TRY IT: Considering every line below, count those with the word "clone" and give only the result.

[Opening MATERIAL TO PROCESS section]

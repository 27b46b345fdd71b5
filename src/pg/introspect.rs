//! Catalog introspection
//!
//! Reads `information_schema` to discover tables, columns and primary keys in
//! the target schema. The result feeds the GraphQL schema builder, and is
//! compared against the previous run by the watcher to detect schema drift.

use crate::error::Result;
use crate::pg::types::{ColumnInfo, PgType, TableInfo};

use indexmap::IndexMap;
use sqlx::{PgPool, Row};

const COLUMNS_SQL: &str = r#"
SELECT c.table_name::text   AS table_name,
       c.column_name::text  AS column_name,
       c.data_type::text    AS data_type,
       (c.is_nullable = 'YES')        AS nullable,
       (c.column_default IS NOT NULL) AS has_default
FROM information_schema.columns c
JOIN information_schema.tables t
  ON t.table_schema = c.table_schema AND t.table_name = c.table_name
WHERE c.table_schema = $1
  AND t.table_type = 'BASE TABLE'
ORDER BY c.table_name, c.ordinal_position
"#;

const PRIMARY_KEYS_SQL: &str = r#"
SELECT tc.table_name::text  AS table_name,
       kcu.column_name::text AS column_name
FROM information_schema.table_constraints tc
JOIN information_schema.key_column_usage kcu
  ON kcu.constraint_name = tc.constraint_name
 AND kcu.table_schema = tc.table_schema
WHERE tc.constraint_type = 'PRIMARY KEY'
  AND tc.table_schema = $1
ORDER BY kcu.ordinal_position
"#;

/// Introspect all base tables in `schema`
pub async fn introspect(pool: &PgPool, schema: &str) -> Result<Vec<TableInfo>> {
    let column_rows = sqlx::query(COLUMNS_SQL).bind(schema).fetch_all(pool).await?;
    let pk_rows = sqlx::query(PRIMARY_KEYS_SQL).bind(schema).fetch_all(pool).await?;

    // Single-column primary keys only; composite keys leave the table readable
    // through the collection field but without get/mutate fields.
    let mut primary_keys: IndexMap<String, Vec<String>> = IndexMap::new();
    for row in &pk_rows {
        let table: String = row.try_get("table_name")?;
        let column: String = row.try_get("column_name")?;
        primary_keys.entry(table).or_default().push(column);
    }

    let mut tables: IndexMap<String, TableInfo> = IndexMap::new();
    for row in &column_rows {
        let table_name: String = row.try_get("table_name")?;
        let column_name: String = row.try_get("column_name")?;
        let data_type: String = row.try_get("data_type")?;
        let nullable: bool = row.try_get("nullable")?;
        let has_default: bool = row.try_get("has_default")?;

        let Some(pg_type) = PgType::from_data_type(&data_type) else {
            tracing::warn!(
                "Unsupported column type '{}' for {}.{}, skipping column",
                data_type,
                table_name,
                column_name
            );
            continue;
        };

        let table = tables.entry(table_name.clone()).or_insert_with(|| {
            let primary_key = match primary_keys.get(&table_name).map(Vec::as_slice) {
                Some([single]) => Some(single.clone()),
                Some(_) => {
                    tracing::warn!(
                        "Table '{}' has a composite primary key; get/mutate fields disabled",
                        table_name
                    );
                    None
                }
                None => None,
            };
            TableInfo {
                name: table_name.clone(),
                schema: schema.to_string(),
                columns: Vec::new(),
                primary_key,
            }
        });

        table.columns.push(ColumnInfo {
            name: column_name,
            pg_type,
            nullable,
            has_default,
        });
    }

    // Drop tables whose primary key column was skipped as unsupported
    let tables: Vec<TableInfo> = tables
        .into_values()
        .filter(|t| match &t.primary_key {
            Some(pk) => {
                let ok = t.column(pk).is_some();
                if !ok {
                    tracing::warn!(
                        "Table '{}' primary key '{}' has an unsupported type, skipping table",
                        t.name,
                        pk
                    );
                }
                ok
            }
            None => true,
        })
        .collect();

    tracing::info!("Introspected {} table(s) in schema '{}'", tables.len(), schema);

    Ok(tables)
}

[Closing MATERIAL TO PROCESS section]

ANSWER TO THE PROBLEM: 3